国際生物学賞
International Prize for Biology歴代受賞者・授賞式
第41回授賞式・受賞者あいさつ・審査経過報告
秋篠宮皇嗣同妃両殿下のご臨席を仰いで
第41回国際生物学賞授賞式が挙行されました。
令和7(2025)年12月17日(水)
第41回国際生物学賞授賞式が挙行されました。
令和7(2025)年12月17日(水)
授賞式にご臨席された秋篠宮皇嗣同妃両殿下
秋篠宮皇嗣殿下のおことばを賜る
秋篠宮皇嗣殿下のおことばを賜る
令和7(2025)年12月17日(水)、第41回国際生物学賞授賞式が日本学士院において挙行されました。授賞式は、秋篠宮皇嗣同妃両殿下のご臨席を仰ぎ、内閣総理大臣代理として宇野善昌内閣総理大臣補佐官、松本洋平文部科学大臣をはじめ、各界から多数の来賓の参列を得て、盛会のうちに執り行われました。
式典では、藤吉好則国際生物学賞委員会委員長から、第41回受賞者のジャコモ・リッツォラッティ教授に賞状と賞金1,000万円及び賞牌が授与され、また、秋篠宮皇嗣殿下からの贈呈品「秋篠宮家御紋付銀花瓶」が伝達されました。

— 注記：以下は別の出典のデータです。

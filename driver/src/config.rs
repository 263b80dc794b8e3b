use std::str::FromStr;
use std::time::Duration;

use error_stack::{Report, ResultExt};
use kernel::KernelError;

use crate::{env, env_or};

const STORE_BACKEND: &str = "STORE_BACKEND";
pub(crate) const POSTGRES_URL: &str = "POSTGRES_URL";
const STORE_TIMEOUT_MS: &str = "STORE_TIMEOUT_MS";

#[derive(Debug, Clone, Copy, PartialEq, Eq)]
pub enum StoreBackend {
    Postgres,
    Memory,
}

impl FromStr for StoreBackend {
    type Err = Report<KernelError>;

    fn from_str(value: &str) -> Result<Self, Self::Err> {
        match value.trim().to_ascii_lowercase().as_str() {
            "postgres" => Ok(Self::Postgres),
            "memory" => Ok(Self::Memory),
            other => Err(Report::new(KernelError::Internal)
                .attach_printable(format!("unknown {STORE_BACKEND} `{other}`"))),
        }
    }
}

/// Store settings read once at startup.
#[derive(Debug, Clone)]
pub struct StoreConfig {
    pub backend: StoreBackend,
    /// Present whenever `backend` is [`StoreBackend::Postgres`].
    pub postgres_url: Option<String>,
    pub operation_timeout: Duration,
}

impl StoreConfig {
    pub fn from_env() -> error_stack::Result<Self, KernelError> {
        let backend = env_or(STORE_BACKEND, "postgres")?.parse::<StoreBackend>()?;
        Self::for_backend(backend)
    }

    /// Reads the settings `backend` needs, regardless of `STORE_BACKEND`.
    pub fn for_backend(backend: StoreBackend) -> error_stack::Result<Self, KernelError> {
        let postgres_url = match backend {
            StoreBackend::Postgres => Some(env(POSTGRES_URL)?),
            StoreBackend::Memory => None,
        };
        let operation_timeout = parse_timeout(&env_or(
            STORE_TIMEOUT_MS,
            &kernel::interface::database::DEFAULT_OPERATION_TIMEOUT
                .as_millis()
                .to_string(),
        )?)?;
        Ok(Self {
            backend,
            postgres_url,
            operation_timeout,
        })
    }
}

fn parse_timeout(millis: &str) -> error_stack::Result<Duration, KernelError> {
    let millis = millis
        .trim()
        .parse::<u64>()
        .change_context_lazy(|| KernelError::Internal)
        .attach_printable_lazy(|| format!("{STORE_TIMEOUT_MS} must be a whole number"))?;
    if millis == 0 {
        return Err(Report::new(KernelError::Internal)
            .attach_printable(format!("{STORE_TIMEOUT_MS} must be positive")));
    }
    Ok(Duration::from_millis(millis))
}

秋篠宮皇嗣殿下からのおことばに続いて、内閣総理大臣祝辞(代読 宇野善昌内閣総理大臣補佐官)、並びに文部科学大臣祝辞が述べられ、最後にリッツォラッティ教授が受賞の挨拶を行いました。
引き続き、秋篠宮皇嗣同妃両殿下ご臨席の下、受賞者や関係者との記念茶会が行われました。
式典では、藤吉好則国際生物学賞委員会委員長から、第41回受賞者のジャコモ・リッツォラッティ教授に賞状と賞金1,000万円及び賞牌が授与され、また、秋篠宮皇嗣殿下からの贈呈品「秋篠宮家御紋付銀花瓶」が伝達されました。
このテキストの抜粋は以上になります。